Example to show slowness (100x):
package Bullwinkle;
use strict;
use warnings;
use Moose;
has 'x' => (is => 'rw', default => 0);
# counter is also slow
has 'counter' => (
traits => ['Counter'],
is => 'ro',
isa => 'Num',
default => 0,
handles => {
inc_counter => 'inc',
},
);
package main;
use strict;
use warnings;
use Benchmark qw/timethese cmpthese/;
my $bull = Bullwinkle->new();
my $hash = { x => 0 };
cmpthese(-1,{
bull => sub{
$bull->x(1 + $bull->x());
},
bull_direct => sub{
++$bull->{x}
},
bull_counter => sub{
$bull->inc_counter();
},
hash => sub{
++$hash->{x}
},
});
Rate bull bull_counter hash bull_direct bull 983040/s -- -28% -91% -92% bull_counter 1362629/s 39% -- -88% -88% hash 11251965/s 1045% 726% -- -3% bull_direct 11650844/s 1085% 755% 4% --
I would say it's never safe to break encapsulation, Moose or not.
Note that your bull
test is not 100 times slower. Remember that it's using the accessor twice. Just on the back of the envelope, that takes it from 1,000,000 runs per second to 2,000,000 accesses per second. Compared to the hash, that makes it about a factor of 6. Add a bunch of those slowdowns and it can add up, though.

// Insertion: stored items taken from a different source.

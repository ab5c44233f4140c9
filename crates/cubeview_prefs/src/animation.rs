use std::f32::consts::PI;

use serde::{Deserialize, Serialize};

/// Preferences for animating moves.
#[derive(Serialize, Deserialize, Debug, Clone, PartialEq)]
#[serde(default)]
pub struct AnimationPreferences {
    /// Duration of one move, in seconds.
    pub twist_duration: f32,
    /// Whether to speed up moves while more are queued.
    pub dynamic_twist_speed: bool,
    /// Easing applied to the rotation angle of each move.
    pub twist_interpolation: InterpolateFn,
}
impl Default for AnimationPreferences {
    fn default() -> Self {
        Self {
            twist_duration: 0.25,
            dynamic_twist_speed: false,
            twist_interpolation: InterpolateFn::Lerp,
        }
    }
}

/// Easing curve that maps the elapsed fraction of a move to the fraction of
/// its angle that has been turned.
#[derive(
    Serialize, Deserialize, Debug, Default, Copy, Clone, PartialEq, Eq, Hash, strum::VariantArray,
)]
#[serde(rename_all = "snake_case")]
pub enum InterpolateFn {
    /// Constant angular speed.
    #[default]
    Lerp,
    /// Half a cosine wave; slow at both ends.
    Cosine,
    /// Smoothstep; slow at both ends with a sharper middle.
    Cubic,
}
impl InterpolateFn {
    /// Returns the turned fraction for the elapsed fraction `t`, which must be
    /// in the range [0, 1]. The result is 0 at `t = 0` and 1 at `t = 1`.
    pub fn interpolate(self, t: f32) -> f32 {
        match self {
            Self::Lerp => t,
            Self::Cosine => (1.0 - (t * PI).cos()) / 2.0,
            Self::Cubic => t * t * (3.0 - 2.0 * t),
        }
    }
}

However, I don't think Moose is the problem there. When I try it with a non-Moose class that does the same thing, the results aren't that much better. It looks like most of the slowdown is just from normal object-oriented method calls. The difference between the non-Moose and Moose classes using inc_counter
is about a factor of 2.
Benchmarks are really tricky things. You really need to work hard to tease out the parts that are different and ensure you test appropriate base cases. When you get wild numbers, you should start as a skeptic and adjust things until they aren't that wild. For instance, even if Moose is slow, I don't think anyone would use it if it was a slow as you surmised. A little slower is one thing, and orders or magnitude is a whole other thing.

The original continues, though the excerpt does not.